__What you have to do__:
The answer must consist only of the lines from the line with "StatusCode::UNAUTHORIZED | StatusCode::FORBIDDEN" to the line with "use lawmate_core::LegalDomain;", both included, exactly as they stand below.

****************

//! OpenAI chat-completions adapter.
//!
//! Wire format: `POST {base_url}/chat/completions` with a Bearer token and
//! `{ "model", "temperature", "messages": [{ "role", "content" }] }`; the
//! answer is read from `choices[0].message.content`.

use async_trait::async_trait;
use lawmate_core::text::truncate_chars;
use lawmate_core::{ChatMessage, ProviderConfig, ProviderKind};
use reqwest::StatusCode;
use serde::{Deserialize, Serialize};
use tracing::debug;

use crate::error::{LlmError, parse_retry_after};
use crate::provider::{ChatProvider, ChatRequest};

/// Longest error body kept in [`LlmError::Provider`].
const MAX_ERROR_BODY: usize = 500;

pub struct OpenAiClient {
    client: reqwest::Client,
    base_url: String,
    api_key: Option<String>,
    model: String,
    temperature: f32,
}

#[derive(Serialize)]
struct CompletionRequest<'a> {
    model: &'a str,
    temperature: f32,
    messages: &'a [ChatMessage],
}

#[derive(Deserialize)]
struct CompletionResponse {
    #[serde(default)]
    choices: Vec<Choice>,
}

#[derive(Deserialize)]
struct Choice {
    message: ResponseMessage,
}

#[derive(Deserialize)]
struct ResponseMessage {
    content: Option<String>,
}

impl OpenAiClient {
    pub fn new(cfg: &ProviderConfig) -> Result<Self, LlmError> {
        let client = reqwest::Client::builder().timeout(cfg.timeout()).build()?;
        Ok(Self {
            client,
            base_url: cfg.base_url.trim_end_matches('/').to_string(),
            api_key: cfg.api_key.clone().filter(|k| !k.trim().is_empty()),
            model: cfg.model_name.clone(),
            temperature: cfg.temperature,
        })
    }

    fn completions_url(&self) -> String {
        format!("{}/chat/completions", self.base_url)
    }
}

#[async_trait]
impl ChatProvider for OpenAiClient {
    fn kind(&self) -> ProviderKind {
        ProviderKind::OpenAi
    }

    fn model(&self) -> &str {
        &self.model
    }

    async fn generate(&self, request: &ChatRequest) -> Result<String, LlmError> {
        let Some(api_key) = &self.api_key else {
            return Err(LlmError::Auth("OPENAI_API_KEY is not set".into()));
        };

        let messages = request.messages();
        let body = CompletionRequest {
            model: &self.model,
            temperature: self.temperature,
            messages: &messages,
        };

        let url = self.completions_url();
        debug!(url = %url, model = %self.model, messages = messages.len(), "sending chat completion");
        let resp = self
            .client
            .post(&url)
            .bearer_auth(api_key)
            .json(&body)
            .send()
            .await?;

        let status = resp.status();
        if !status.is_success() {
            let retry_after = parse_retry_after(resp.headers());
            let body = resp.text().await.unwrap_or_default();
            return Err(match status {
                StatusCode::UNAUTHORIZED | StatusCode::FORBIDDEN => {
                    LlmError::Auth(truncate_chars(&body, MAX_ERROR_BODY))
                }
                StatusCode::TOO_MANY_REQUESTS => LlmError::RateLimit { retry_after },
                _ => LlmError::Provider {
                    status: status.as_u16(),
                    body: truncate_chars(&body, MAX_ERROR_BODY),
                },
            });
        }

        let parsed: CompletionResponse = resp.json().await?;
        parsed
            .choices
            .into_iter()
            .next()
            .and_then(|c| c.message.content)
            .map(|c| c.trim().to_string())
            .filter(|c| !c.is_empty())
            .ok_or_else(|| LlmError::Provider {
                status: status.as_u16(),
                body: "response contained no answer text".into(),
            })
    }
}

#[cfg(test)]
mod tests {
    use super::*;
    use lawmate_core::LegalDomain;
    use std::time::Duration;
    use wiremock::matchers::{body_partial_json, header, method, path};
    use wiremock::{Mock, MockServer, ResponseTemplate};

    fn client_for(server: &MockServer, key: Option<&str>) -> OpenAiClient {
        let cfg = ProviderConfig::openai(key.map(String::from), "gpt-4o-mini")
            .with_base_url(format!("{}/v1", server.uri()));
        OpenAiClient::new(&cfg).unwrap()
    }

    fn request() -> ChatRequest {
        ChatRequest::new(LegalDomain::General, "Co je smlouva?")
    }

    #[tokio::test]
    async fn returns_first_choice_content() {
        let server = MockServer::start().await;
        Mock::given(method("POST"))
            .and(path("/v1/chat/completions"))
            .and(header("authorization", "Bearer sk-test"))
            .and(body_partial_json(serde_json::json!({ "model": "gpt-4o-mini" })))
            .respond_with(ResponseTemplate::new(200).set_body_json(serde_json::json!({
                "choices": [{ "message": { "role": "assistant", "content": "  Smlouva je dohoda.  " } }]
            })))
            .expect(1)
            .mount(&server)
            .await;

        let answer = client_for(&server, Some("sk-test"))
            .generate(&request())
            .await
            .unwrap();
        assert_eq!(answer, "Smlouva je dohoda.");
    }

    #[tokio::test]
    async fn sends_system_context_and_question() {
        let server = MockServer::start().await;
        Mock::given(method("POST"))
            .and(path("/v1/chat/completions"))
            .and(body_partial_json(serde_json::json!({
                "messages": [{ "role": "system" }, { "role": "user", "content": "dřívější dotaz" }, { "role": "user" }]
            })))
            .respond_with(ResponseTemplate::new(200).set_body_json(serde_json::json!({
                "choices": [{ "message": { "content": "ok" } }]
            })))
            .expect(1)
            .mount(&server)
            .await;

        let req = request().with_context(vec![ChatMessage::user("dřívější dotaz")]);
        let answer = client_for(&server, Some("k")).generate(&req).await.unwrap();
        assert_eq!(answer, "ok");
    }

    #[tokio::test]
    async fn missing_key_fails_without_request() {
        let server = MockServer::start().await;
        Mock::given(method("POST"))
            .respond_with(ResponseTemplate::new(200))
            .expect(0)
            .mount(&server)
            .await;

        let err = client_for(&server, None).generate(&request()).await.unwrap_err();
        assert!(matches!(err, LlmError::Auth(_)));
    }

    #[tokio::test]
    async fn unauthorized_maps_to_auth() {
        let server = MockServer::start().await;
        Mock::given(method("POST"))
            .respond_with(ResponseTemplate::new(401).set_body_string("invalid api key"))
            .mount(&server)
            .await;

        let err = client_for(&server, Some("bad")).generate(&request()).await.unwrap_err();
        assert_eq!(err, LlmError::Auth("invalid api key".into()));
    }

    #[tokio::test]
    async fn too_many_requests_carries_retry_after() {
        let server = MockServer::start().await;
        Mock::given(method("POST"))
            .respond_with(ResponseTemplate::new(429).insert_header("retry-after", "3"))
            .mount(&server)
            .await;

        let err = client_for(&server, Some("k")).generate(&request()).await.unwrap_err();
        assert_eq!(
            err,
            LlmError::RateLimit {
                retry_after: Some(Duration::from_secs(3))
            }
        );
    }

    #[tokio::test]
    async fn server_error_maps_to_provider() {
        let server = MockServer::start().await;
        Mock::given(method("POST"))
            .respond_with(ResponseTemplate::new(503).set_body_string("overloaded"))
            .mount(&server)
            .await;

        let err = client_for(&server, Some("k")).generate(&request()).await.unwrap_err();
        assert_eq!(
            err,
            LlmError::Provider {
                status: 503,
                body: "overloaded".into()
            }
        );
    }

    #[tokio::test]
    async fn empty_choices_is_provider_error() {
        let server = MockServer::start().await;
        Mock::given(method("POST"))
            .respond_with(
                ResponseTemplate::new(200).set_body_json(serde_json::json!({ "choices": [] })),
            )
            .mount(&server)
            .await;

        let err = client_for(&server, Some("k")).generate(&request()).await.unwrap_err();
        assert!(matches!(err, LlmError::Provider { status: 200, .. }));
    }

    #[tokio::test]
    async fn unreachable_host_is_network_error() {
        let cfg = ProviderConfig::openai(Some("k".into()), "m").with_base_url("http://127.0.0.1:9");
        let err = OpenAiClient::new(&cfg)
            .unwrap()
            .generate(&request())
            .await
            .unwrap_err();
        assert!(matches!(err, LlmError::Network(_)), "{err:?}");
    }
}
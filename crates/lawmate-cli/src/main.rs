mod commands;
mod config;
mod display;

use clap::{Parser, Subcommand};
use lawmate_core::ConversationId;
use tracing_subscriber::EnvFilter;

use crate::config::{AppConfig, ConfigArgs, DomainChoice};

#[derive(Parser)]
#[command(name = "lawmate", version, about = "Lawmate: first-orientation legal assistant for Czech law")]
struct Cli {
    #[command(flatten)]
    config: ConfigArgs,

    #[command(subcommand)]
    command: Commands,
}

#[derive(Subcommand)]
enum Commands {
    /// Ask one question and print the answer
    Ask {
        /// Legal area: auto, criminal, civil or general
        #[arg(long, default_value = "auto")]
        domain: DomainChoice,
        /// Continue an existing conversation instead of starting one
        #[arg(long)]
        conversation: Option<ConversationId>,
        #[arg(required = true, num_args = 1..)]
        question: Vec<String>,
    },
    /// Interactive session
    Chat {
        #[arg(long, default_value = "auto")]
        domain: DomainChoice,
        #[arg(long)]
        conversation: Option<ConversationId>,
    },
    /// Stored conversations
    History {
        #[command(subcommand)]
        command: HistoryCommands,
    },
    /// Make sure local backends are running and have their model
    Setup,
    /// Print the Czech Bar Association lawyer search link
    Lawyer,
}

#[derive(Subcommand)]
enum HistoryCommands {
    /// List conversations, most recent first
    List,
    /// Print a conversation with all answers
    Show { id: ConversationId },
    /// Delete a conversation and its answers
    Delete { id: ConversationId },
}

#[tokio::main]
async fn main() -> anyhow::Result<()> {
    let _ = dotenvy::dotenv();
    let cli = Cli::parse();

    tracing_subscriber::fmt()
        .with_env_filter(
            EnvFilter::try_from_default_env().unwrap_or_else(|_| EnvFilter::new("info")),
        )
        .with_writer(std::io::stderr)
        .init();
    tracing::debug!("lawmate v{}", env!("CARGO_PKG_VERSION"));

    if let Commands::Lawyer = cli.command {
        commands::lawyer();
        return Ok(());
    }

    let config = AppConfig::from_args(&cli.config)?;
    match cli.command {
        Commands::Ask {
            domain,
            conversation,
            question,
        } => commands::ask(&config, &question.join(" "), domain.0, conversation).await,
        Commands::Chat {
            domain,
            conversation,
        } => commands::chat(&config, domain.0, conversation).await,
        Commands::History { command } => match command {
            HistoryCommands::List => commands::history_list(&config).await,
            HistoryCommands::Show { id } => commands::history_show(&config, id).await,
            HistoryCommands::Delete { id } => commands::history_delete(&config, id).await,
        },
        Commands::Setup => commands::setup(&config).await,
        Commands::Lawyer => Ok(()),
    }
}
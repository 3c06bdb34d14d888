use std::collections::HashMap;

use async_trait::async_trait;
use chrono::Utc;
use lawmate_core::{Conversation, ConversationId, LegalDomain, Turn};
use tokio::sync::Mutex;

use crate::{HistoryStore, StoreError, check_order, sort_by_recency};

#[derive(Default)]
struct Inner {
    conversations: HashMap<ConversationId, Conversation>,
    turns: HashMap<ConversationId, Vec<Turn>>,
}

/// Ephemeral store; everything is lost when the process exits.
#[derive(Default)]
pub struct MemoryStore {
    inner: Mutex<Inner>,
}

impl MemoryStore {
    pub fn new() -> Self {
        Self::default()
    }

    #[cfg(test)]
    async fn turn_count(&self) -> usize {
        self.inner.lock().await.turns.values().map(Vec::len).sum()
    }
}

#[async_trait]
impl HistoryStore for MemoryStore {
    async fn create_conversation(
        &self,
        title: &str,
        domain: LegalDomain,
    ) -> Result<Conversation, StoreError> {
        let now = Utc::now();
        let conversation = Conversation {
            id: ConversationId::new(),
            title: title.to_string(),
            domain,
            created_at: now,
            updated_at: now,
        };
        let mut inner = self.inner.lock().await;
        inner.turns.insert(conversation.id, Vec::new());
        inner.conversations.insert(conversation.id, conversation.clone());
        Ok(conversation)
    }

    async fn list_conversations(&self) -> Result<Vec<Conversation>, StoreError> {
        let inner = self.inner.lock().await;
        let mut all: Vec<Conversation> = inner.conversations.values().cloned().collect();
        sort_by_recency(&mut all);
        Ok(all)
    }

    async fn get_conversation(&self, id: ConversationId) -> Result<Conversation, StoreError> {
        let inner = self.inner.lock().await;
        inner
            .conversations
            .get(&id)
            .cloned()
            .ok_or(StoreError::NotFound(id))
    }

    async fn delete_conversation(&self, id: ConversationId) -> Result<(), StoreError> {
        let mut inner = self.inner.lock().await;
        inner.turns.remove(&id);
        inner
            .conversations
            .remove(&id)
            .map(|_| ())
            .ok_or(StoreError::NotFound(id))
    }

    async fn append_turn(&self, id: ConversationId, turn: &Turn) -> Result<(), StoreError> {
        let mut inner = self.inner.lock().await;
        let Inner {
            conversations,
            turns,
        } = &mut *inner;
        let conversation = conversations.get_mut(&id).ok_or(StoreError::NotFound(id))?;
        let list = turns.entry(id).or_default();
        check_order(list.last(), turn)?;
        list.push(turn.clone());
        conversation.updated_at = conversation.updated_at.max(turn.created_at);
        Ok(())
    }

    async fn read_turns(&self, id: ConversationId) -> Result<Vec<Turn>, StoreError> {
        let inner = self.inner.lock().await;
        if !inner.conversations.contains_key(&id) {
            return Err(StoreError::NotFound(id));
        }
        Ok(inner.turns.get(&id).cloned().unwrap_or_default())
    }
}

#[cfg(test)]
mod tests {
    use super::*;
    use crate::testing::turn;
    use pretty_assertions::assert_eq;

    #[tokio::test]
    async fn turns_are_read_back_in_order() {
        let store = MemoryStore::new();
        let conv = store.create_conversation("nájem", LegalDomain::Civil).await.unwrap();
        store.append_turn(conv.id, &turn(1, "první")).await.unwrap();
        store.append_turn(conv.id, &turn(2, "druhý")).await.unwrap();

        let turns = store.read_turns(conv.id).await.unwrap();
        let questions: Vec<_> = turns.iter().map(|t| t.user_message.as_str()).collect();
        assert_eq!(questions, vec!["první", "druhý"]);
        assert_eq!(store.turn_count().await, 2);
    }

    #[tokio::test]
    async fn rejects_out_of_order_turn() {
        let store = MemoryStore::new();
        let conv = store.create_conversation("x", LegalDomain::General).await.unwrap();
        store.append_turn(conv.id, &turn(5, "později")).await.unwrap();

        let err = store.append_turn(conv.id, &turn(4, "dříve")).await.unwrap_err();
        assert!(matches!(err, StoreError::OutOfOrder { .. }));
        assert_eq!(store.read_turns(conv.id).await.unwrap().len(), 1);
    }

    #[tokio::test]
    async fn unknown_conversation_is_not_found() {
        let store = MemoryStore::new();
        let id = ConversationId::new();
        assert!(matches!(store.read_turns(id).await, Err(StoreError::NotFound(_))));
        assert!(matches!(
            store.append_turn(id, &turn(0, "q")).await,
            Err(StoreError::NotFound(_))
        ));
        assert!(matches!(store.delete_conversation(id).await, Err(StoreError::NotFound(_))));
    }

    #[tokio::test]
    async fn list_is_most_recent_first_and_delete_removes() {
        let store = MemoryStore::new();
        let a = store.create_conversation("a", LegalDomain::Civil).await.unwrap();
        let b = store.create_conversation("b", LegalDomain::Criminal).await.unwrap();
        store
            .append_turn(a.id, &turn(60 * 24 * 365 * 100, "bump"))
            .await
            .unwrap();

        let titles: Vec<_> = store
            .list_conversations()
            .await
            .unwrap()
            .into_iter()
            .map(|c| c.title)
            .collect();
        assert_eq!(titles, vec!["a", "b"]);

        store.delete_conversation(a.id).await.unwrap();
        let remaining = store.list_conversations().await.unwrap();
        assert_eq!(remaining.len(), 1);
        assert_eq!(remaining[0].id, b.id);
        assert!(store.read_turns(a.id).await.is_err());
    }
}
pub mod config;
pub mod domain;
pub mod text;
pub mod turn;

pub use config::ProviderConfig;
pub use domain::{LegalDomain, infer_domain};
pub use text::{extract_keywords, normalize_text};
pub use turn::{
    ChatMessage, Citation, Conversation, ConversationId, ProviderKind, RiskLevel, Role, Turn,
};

****************

__Response to the exercise__:
                StatusCode::UNAUTHORIZED | StatusCode::FORBIDDEN => {
                    LlmError::Auth(truncate_chars(&body, MAX_ERROR_BODY))
                }
                StatusCode::TOO_MANY_REQUESTS => LlmError::RateLimit { retry_after },
                _ => LlmError::Provider {
                    status: status.as_u16(),
                    body: truncate_chars(&body, MAX_ERROR_BODY),
                },
            });
        }

        let parsed: CompletionResponse = resp.json().await?;
        parsed
            .choices
            .into_iter()
            .next()
            .and_then(|c| c.message.content)
            .map(|c| c.trim().to_string())
            .filter(|c| !c.is_empty())
            .ok_or_else(|| LlmError::Provider {
                status: status.as_u16(),
                body: "response contained no answer text".into(),
            })
    }
}

#[cfg(test)]
mod tests {
    use super::*;
    use lawmate_core::LegalDomain;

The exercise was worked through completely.